WHAT NEEDS TO BE DONE
Scan the material for the word "unwrap" and copy each line where it occurs.

DATA FOR PROCESSING
============================================================

//! Wire payloads exchanged with the remote vector API.
//!
//! These types serialize to exactly the JSON shapes the API expects:
//!
//! ```text
//! POST upserts  { "collection": { "slug", "metadata" }, "items": [ { "id", "data", "metadata", "tenant", "url" } ] }
//! POST query    { "text", "limit", "filter" }
//! ```

use indexmap::IndexMap;
use serde::{Deserialize, Serialize};
use serde_json::{Map, Value};

/// Declared value type of a column or metadata field.
#[derive(Debug, Clone, Copy, PartialEq, Eq, Serialize, Deserialize, Default)]
#[serde(rename_all = "lowercase")]
pub enum ValueType {
    #[default]
    String,
    Enum,
    Datetime,
    Integer,
    Number,
    Boolean,
}

/// Schema entry for one metadata field, as declared to the remote index.
#[derive(Debug, Clone, PartialEq, Serialize, Deserialize)]
pub struct MetaSpec {
    #[serde(rename = "type", default)]
    pub value_type: ValueType,
    #[serde(default, skip_serializing_if = "Option::is_none")]
    pub options: Option<Vec<String>>,
}

impl MetaSpec {
    pub fn new(value_type: ValueType) -> Self {
        Self {
            value_type,
            options: None,
        }
    }

    pub fn with_options(mut self, options: Vec<String>) -> Self {
        self.options = Some(options);
        self
    }
}

/// Target index identity plus its metadata schema.
#[derive(Debug, Clone, PartialEq, Serialize)]
pub struct Collection {
    pub slug: String,
    pub metadata: IndexMap<String, MetaSpec>,
}

impl Collection {
    pub fn new(slug: impl Into<String>) -> Self {
        Self {
            slug: slug.into(),
            metadata: IndexMap::new(),
        }
    }

    pub fn with_metadata(mut self, metadata: IndexMap<String, MetaSpec>) -> Self {
        self.metadata = metadata;
        self
    }
}

/// One normalized source record.
///
/// `data` and `metadata` never contain JSON nulls; the mapper drops them.
#[derive(Debug, Clone, PartialEq, Serialize)]
pub struct Item {
    pub id: Value,
    pub data: Map<String, Value>,
    pub metadata: Map<String, Value>,
    pub tenant: Option<Value>,
    pub url: Option<String>,
}

impl Item {
    pub fn new(id: impl Into<Value>, data: Map<String, Value>) -> Self {
        Self {
            id: id.into(),
            data,
            metadata: Map::new(),
            tenant: None,
            url: None,
        }
    }
}

/// The unit of network transfer: one chunk of items for one collection.
#[derive(Debug, Clone, PartialEq, Serialize)]
pub struct Upsert {
    pub collection: Collection,
    pub items: Vec<Item>,
}

impl Upsert {
    pub fn new(collection: Collection, items: Vec<Item>) -> Self {
        Self { collection, items }
    }

    pub fn len(&self) -> usize {
        self.items.len()
    }

    pub fn is_empty(&self) -> bool {
        self.items.is_empty()
    }
}

/// Semantic query against the remote index.
#[derive(Debug, Clone, PartialEq, Serialize)]
pub struct QueryRequest {
    pub text: String,
    pub limit: u32,
    pub filter: Map<String, Value>,
}

impl QueryRequest {
    pub const DEFAULT_LIMIT: u32 = 50;

    pub fn new(text: impl Into<String>) -> Self {
        Self {
            text: text.into(),
            limit: Self::DEFAULT_LIMIT,
            filter: Map::new(),
        }
    }

    pub fn with_limit(mut self, limit: u32) -> Self {
        self.limit = limit;
        self
    }

    pub fn with_filter(mut self, key: impl Into<String>, value: impl Into<Value>) -> Self {
        self.filter.insert(key.into(), value.into());
        self
    }
}

#[cfg(test)]
mod tests {
    use super::*;
    use serde_json::json;

    fn invoice_metadata() -> IndexMap<String, MetaSpec> {
        let mut metadata = IndexMap::new();
        metadata.insert("customer_name".to_string(), MetaSpec::new(ValueType::String));
        metadata.insert(
            "status".to_string(),
            MetaSpec::new(ValueType::Enum).with_options(vec![
                "draft".to_string(),
                "sent".to_string(),
                "paid".to_string(),
            ]),
        );
        metadata.insert("due_at".to_string(), MetaSpec::new(ValueType::Datetime));
        metadata
    }

    #[test]
    fn collection_without_metadata_serializes_empty_object() {
        let collection = Collection::new("invoices");
        let value = serde_json::to_value(&collection).unwrap();
        assert_eq!(value, json!({ "slug": "invoices", "metadata": {} }));
    }

    #[test]
    fn collection_metadata_schema_shape() {
        let collection = Collection::new("invoices").with_metadata(invoice_metadata());
        let value = serde_json::to_value(&collection).unwrap();
        assert_eq!(
            value,
            json!({
                "slug": "invoices",
                "metadata": {
                    "customer_name": { "type": "string" },
                    "status": { "type": "enum", "options": ["draft", "sent", "paid"] },
                    "due_at": { "type": "datetime" }
                }
            })
        );
    }

    #[test]
    fn item_defaults_to_null_tenant_and_url() {
        let mut data = Map::new();
        data.insert("amount".to_string(), json!(100));
        let item = Item::new(1, data);
        let value = serde_json::to_value(&item).unwrap();
        assert_eq!(
            value,
            json!({ "id": 1, "data": { "amount": 100 }, "metadata": {}, "tenant": null, "url": null })
        );
    }

    #[test]
    fn upsert_payload_shape() {
        let mut data = Map::new();
        data.insert("amount".to_string(), json!(1500.0));
        let mut item = Item::new(1, data);
        item.metadata.insert("status".to_string(), json!("sent"));
        item.tenant = Some(json!(123));
        item.url = Some("https://example.com/invoices/1".to_string());

        let upsert = Upsert::new(Collection::new("invoices"), vec![item]);
        let value = serde_json::to_value(&upsert).unwrap();
        assert_eq!(value["collection"]["slug"], "invoices");
        assert_eq!(value["items"][0]["metadata"]["status"], "sent");
        assert_eq!(value["items"][0]["tenant"], 123);
        assert_eq!(value["items"][0]["url"], "https://example.com/invoices/1");
        assert_eq!(upsert.len(), 1);
    }

    #[test]
    fn query_request_defaults() {
        let query = QueryRequest::new("overdue invoices").with_filter("status", "sent");
        let value = serde_json::to_value(&query).unwrap();
        assert_eq!(
            value,
            json!({ "text": "overdue invoices", "limit": 50, "filter": { "status": "sent" } })
        );
    }

    #[test]
    fn value_type_parses_lowercase() {
        let spec: MetaSpec = serde_json::from_value(json!({ "type": "datetime" })).unwrap();
        assert_eq!(spec.value_type, ValueType::Datetime);
        let spec: MetaSpec = serde_json::from_value(json!({})).unwrap();
        assert_eq!(spec.value_type, ValueType::String);
    }
}
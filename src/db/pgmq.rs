//! Work queue on pgmq, via direct SQLx calls to its SQL functions
//! (`pgmq.create`, `pgmq.send`, `pgmq.read`, `pgmq.archive`, `pgmq.set_vt`).
//!
//! Delivery is at-least-once: a read message becomes invisible for the
//! visibility timeout and reappears unless archived. pgmq's `read_ct` is
//! the delivery attempt.

use async_trait::async_trait;
use chrono::{DateTime, Utc};
use opentelemetry::KeyValue;
use sqlx::types::Json;
use tracing::{debug, error};

use super::Db;
use crate::error::{Error, Result};
use crate::model::WorkMessage;
use crate::queue::{Delivery, WorkQueue};
use crate::telemetry::metrics;

/// A message read from a pgmq queue.
#[derive(Debug, sqlx::FromRow)]
struct PgmqRow {
    msg_id: i64,
    read_ct: i32,
    enqueued_at: DateTime<Utc>,
    message: serde_json::Value,
}

/// A named pgmq queue carrying [`WorkMessage`]s.
#[derive(Clone)]
pub struct PgmqQueue {
    db: Db,
    name: String,
    visibility_timeout: i32,
    retry_delay: i32,
}

impl PgmqQueue {
    /// Open (creating if needed) the queue `name`.
    pub async fn open(db: Db, name: impl Into<String>, visibility_timeout: i32) -> Result<Self> {
        let queue = Self {
            db,
            name: name.into(),
            visibility_timeout,
            retry_delay: 0,
        };
        sqlx::query("SELECT pgmq.create($1)")
            .bind(&queue.name)
            .execute(queue.db.pool())
            .await?;
        queue.record("create");
        Ok(queue)
    }

    /// Seconds a retried message stays invisible before redelivery.
    pub fn retry_delay(mut self, seconds: i32) -> Self {
        self.retry_delay = seconds.max(0);
        self
    }

    async fn archive(&self, msg_id: i64) -> Result<()> {
        sqlx::query("SELECT pgmq.archive($1, $2)")
            .bind(&self.name)
            .bind(msg_id)
            .execute(self.db.pool())
            .await
            .map_err(|e| Error::Queue(format!("archive in {}: {e}", self.name)))?;
        self.record("archive");
        Ok(())
    }

    fn record(&self, operation: &'static str) {
        metrics::queue_operations().add(
            1,
            &[
                KeyValue::new("queue", self.name.clone()),
                KeyValue::new("operation", operation),
            ],
        );
    }
}

#[async_trait]
impl WorkQueue for PgmqQueue {
    fn name(&self) -> &str {
        &self.name
    }

    async fn publish(&self, message: &WorkMessage) -> Result<()> {
        let (msg_id,): (i64,) = sqlx::query_as("SELECT pgmq.send($1, $2, 0)")
            .bind(&self.name)
            .bind(Json(message))
            .fetch_one(self.db.pool())
            .await
            .map_err(|e| Error::Queue(format!("send to {}: {e}", self.name)))?;
        debug!(queue = %self.name, msg_id, "message sent");
        self.record("send");
        Ok(())
    }

    async fn consume(&self) -> Result<Option<Delivery>> {
        let row: Option<PgmqRow> = sqlx::query_as(
            "SELECT msg_id, read_ct, enqueued_at, message FROM pgmq.read($1, $2, 1)",
        )
        .bind(&self.name)
        .bind(self.visibility_timeout)
        .fetch_optional(self.db.pool())
        .await
        .map_err(|e| Error::Queue(format!("read from {}: {e}", self.name)))?;

        let Some(row) = row else {
            self.record("read_empty");
            return Ok(None);
        };
        self.record("read");

        let message = match serde_json::from_value::<WorkMessage>(row.message) {
            Ok(message) => message,
            Err(e) => {
                // Unreadable payloads would be redelivered forever.
                error!(
                    queue = %self.name,
                    msg_id = row.msg_id,
                    enqueued_at = %row.enqueued_at,
                    error = %e,
                    "archiving malformed message"
                );
                self.archive(row.msg_id).await?;
                return Ok(None);
            }
        };
        Ok(Some(Delivery {
            message,
            receipt: row.msg_id,
            attempt: row.read_ct.max(1) as u32,
        }))
    }

    /// Archives rather than deletes, keeping processed messages for audit.
    async fn ack(&self, delivery: &Delivery) -> Result<()> {
        self.archive(delivery.receipt).await
    }

    async fn retry(&self, delivery: Delivery) -> Result<()> {
        sqlx::query("SELECT msg_id FROM pgmq.set_vt($1, $2, $3)")
            .bind(&self.name)
            .bind(delivery.receipt)
            .bind(self.retry_delay)
            .execute(self.db.pool())
            .await
            .map_err(|e| Error::Queue(format!("set_vt in {}: {e}", self.name)))?;
        self.record("retry");
        Ok(())
    }
}
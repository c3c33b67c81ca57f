//! Content addressing for tracks.
//!
//! A track's identity is the SHA-256 of its normalized `artist::title`.
//! Two descriptions of the same song that differ only by case, punctuation
//! or whitespace hash to the same [`TrackId`], which is the primary key of
//! every track record and the idempotency key of every work message.

use serde::{Deserialize, Serialize};
use sha2::{Digest, Sha256};

use crate::error::{Error, Result};

/// Hex length of a SHA-256 digest.
const DIGEST_HEX_LEN: usize = 64;

/// Hex-encoded SHA-256 digest identifying a track.
#[derive(Debug, Clone, PartialEq, Eq, Hash, PartialOrd, Ord, Serialize, Deserialize)]
#[serde(try_from = "String", into = "String")]
pub struct TrackId(String);

impl TrackId {
    /// Parse a digest produced elsewhere (a stored record, a queue payload).
    pub fn from_hex(s: impl Into<String>) -> Result<Self> {
        let s = s.into();
        if s.len() != DIGEST_HEX_LEN || !s.bytes().all(|b| b.is_ascii_hexdigit()) {
            return Err(Error::InvalidArgument(format!(
                "track id must be {DIGEST_HEX_LEN} hex characters, got {s:?}"
            )));
        }
        Ok(Self(s.to_ascii_lowercase()))
    }

    pub fn as_str(&self) -> &str {
        &self.0
    }

    /// First 8 characters, for log lines.
    pub fn short(&self) -> &str {
        &self.0[..8]
    }
}

impl std::fmt::Display for TrackId {
    fn fmt(&self, f: &mut std::fmt::Formatter<'_>) -> std::fmt::Result {
        f.write_str(&self.0)
    }
}

impl TryFrom<String> for TrackId {
    type Error = Error;

    fn try_from(s: String) -> Result<Self> {
        Self::from_hex(s)
    }
}

impl From<TrackId> for String {
    fn from(id: TrackId) -> Self {
        id.0
    }
}

/// Canonical form of a title or artist: lowercase, letters/digits/spaces
/// only, single spaces, no leading or trailing whitespace.
///
/// Underscores count as punctuation and the result is trimmed after
/// punctuation is removed. Digests built on a normalizer that keeps `_`
/// or skips that trim differ from these, so records keyed that way do not
/// match.
pub fn normalize(s: &str) -> String {
    let kept: String = s
        .to_lowercase()
        .chars()
        .filter(|c| c.is_alphanumeric() || c.is_whitespace())
        .collect();
    kept.split_whitespace().collect::<Vec<_>>().join(" ")
}

/// Compute the identity of a `(title, artist)` pair.
///
/// Empty inputs are not rejected here; they normalize to the empty string.
pub fn identity(title: &str, artist: &str) -> TrackId {
    let combined = format!("{}::{}", normalize(artist), normalize(title));
    let mut hasher = Sha256::new();
    hasher.update(combined.as_bytes());
    TrackId(hex::encode(hasher.finalize()))
}

#[cfg(test)]
mod tests {
    use super::*;

    #[test]
    fn normalize_strips_case_punctuation_and_spacing() {
        assert_eq!(normalize("  Let   It Be! "), "let it be");
        assert_eq!(normalize("AC/DC"), "acdc");
        assert_eq!(normalize("Beyoncé"), "beyoncé");
        assert_eq!(normalize("\tDon't\nStop  "), "dont stop");
        assert_eq!(normalize(""), "");
        assert_eq!(normalize("?!"), "");
    }

    #[test]
    fn underscores_are_dropped_and_result_is_trimmed() {
        assert_eq!(normalize("snake_case"), "snakecase");
        assert_eq!(normalize("intro - "), "intro");
        assert_eq!(normalize("_ hidden _"), "hidden");
    }

    #[test]
    fn identity_matches_known_digest() {
        // sha256("the beatles::let it be")
        let mut hasher = Sha256::new();
        hasher.update(b"the beatles::let it be");
        let expected = hex::encode(hasher.finalize());
        assert_eq!(identity("Let It Be", "The Beatles").as_str(), expected);
    }

    #[test]
    fn identity_is_case_and_punctuation_insensitive() {
        assert_eq!(
            identity("Let It Be", "The Beatles"),
            identity("let it be", "THE BEATLES")
        );
        assert_eq!(
            identity("Let It Be!", "The  Beatles"),
            identity("  let it be", "the beatles.")
        );
    }

    #[test]
    fn artist_and_title_are_not_interchangeable() {
        assert_ne!(identity("Toman", "Verano"), identity("Verano", "Toman"));
    }

    #[test]
    fn from_hex_validates_length_and_alphabet() {
        let id = identity("Verano en NY", "Toman");
        assert_eq!(TrackId::from_hex(id.as_str()).unwrap(), id);
        assert_eq!(TrackId::from_hex(id.as_str().to_uppercase()).unwrap(), id);
        assert!(TrackId::from_hex("abc").is_err());
        assert!(TrackId::from_hex("z".repeat(64)).is_err());
    }

    #[test]
    fn serde_round_trips_and_rejects_garbage() {
        let id = identity("Despacito", "Luis Fonsi");
        let json = serde_json::to_string(&id).unwrap();
        assert_eq!(json, format!("\"{id}\""));
        let back: TrackId = serde_json::from_str(&json).unwrap();
        assert_eq!(back, id);
        assert!(serde_json::from_str::<TrackId>("\"not-a-digest\"").is_err());
    }
}
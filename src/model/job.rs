//! Job records: one per dispatched batch.

use chrono::{DateTime, Utc};
use serde::{Deserialize, Serialize};
use uuid::Uuid;

use crate::error::{Error, Result};

/// Newtype for job IDs.
#[derive(Debug, Clone, Copy, PartialEq, Eq, Hash, Serialize, Deserialize)]
#[serde(transparent)]
pub struct JobId(pub Uuid);

impl JobId {
    pub fn new() -> Self {
        Self(Uuid::new_v4())
    }
}

impl std::fmt::Display for JobId {
    fn fmt(&self, f: &mut std::fmt::Formatter<'_>) -> std::fmt::Result {
        // Short display: first 8 chars of UUID
        write!(f, "{}", &self.0.to_string()[..8])
    }
}

impl Default for JobId {
    fn default() -> Self {
        Self::new()
    }
}

impl std::str::FromStr for JobId {
    type Err = Error;

    fn from_str(s: &str) -> Result<Self> {
        Uuid::parse_str(s)
            .map(Self)
            .map_err(|e| Error::InvalidArgument(format!("bad job id {s:?}: {e}")))
    }
}

/// Lifecycle of a job. `Running -> Completed` is the only transition.
#[derive(Debug, Clone, Copy, PartialEq, Eq, Hash, Serialize, Deserialize)]
#[serde(rename_all = "snake_case")]
pub enum JobStatus {
    Running,
    Completed,
}

impl JobStatus {
    pub fn can_transition_to(self, to: JobStatus) -> bool {
        matches!((self, to), (JobStatus::Running, JobStatus::Completed))
    }

    pub fn is_terminal(self) -> bool {
        self == JobStatus::Completed
    }
}

impl std::fmt::Display for JobStatus {
    fn fmt(&self, f: &mut std::fmt::Formatter<'_>) -> std::fmt::Result {
        let s = match self {
            JobStatus::Running => "running",
            JobStatus::Completed => "completed",
        };
        write!(f, "{s}")
    }
}

impl std::str::FromStr for JobStatus {
    type Err = Error;

    fn from_str(s: &str) -> Result<Self> {
        match s {
            "running" => Ok(JobStatus::Running),
            "completed" => Ok(JobStatus::Completed),
            _ => Err(Error::Other(format!("unknown job status: {s}"))),
        }
    }
}

/// Where a batch came from. Carried through to the completion event so the
/// downstream consumer can find the source chart again.
#[derive(Debug, Clone, Default, PartialEq, Serialize, Deserialize)]
pub struct JobMeta {
    #[serde(default)]
    pub source_bucket: Option<String>,
    #[serde(default)]
    pub source_key: Option<String>,
    #[serde(default)]
    pub chart_name: Option<String>,
}

impl JobMeta {
    pub fn source(bucket: impl Into<String>, key: impl Into<String>) -> Self {
        Self {
            source_bucket: Some(bucket.into()),
            source_key: Some(key.into()),
            chart_name: None,
        }
    }

    pub fn chart_name(mut self, name: impl Into<String>) -> Self {
        self.chart_name = Some(name.into());
        self
    }
}

/// Processing state of one batch.
#[derive(Debug, Clone, PartialEq, Serialize, Deserialize)]
pub struct Job {
    pub job_id: JobId,
    pub expected_count: i64,
    /// Distinct idempotency keys counted so far. Never exceeds
    /// `expected_count`.
    pub processed_count: i64,
    pub status: JobStatus,
    pub meta: JobMeta,
    pub created_at: DateTime<Utc>,
    pub updated_at: DateTime<Utc>,
    /// Set exactly once, on the Running -> Completed transition.
    pub completed_at: Option<DateTime<Utc>>,
}

impl Job {
    pub(crate) fn new(expected_count: i64, meta: JobMeta) -> Self {
        let now = Utc::now();
        Self {
            job_id: JobId::new(),
            expected_count,
            processed_count: 0,
            status: JobStatus::Running,
            meta,
            created_at: now,
            updated_at: now,
            completed_at: None,
        }
    }

    pub fn remaining(&self) -> i64 {
        (self.expected_count - self.processed_count).max(0)
    }

    /// Every expected unit has been counted.
    pub fn is_due(&self) -> bool {
        self.processed_count >= self.expected_count
    }
}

============================================================

SOLVED PROBLEM
        let value = serde_json::to_value(&collection).unwrap();
        let value = serde_json::to_value(&collection).unwrap();
        let value = serde_json::to_value(&item).unwrap();
        let value = serde_json::to_value(&upsert).unwrap();
        let value = serde_json::to_value(&query).unwrap();
        let spec: MetaSpec = serde_json::from_value(json!({ "type": "datetime" })).unwrap();
        let spec: MetaSpec = serde_json::from_value(json!({})).unwrap();
        assert_eq!(TrackId::from_hex(id.as_str()).unwrap(), id);
        assert_eq!(TrackId::from_hex(id.as_str().to_uppercase()).unwrap(), id);
        let json = serde_json::to_string(&id).unwrap();
        let back: TrackId = serde_json::from_str(&json).unwrap();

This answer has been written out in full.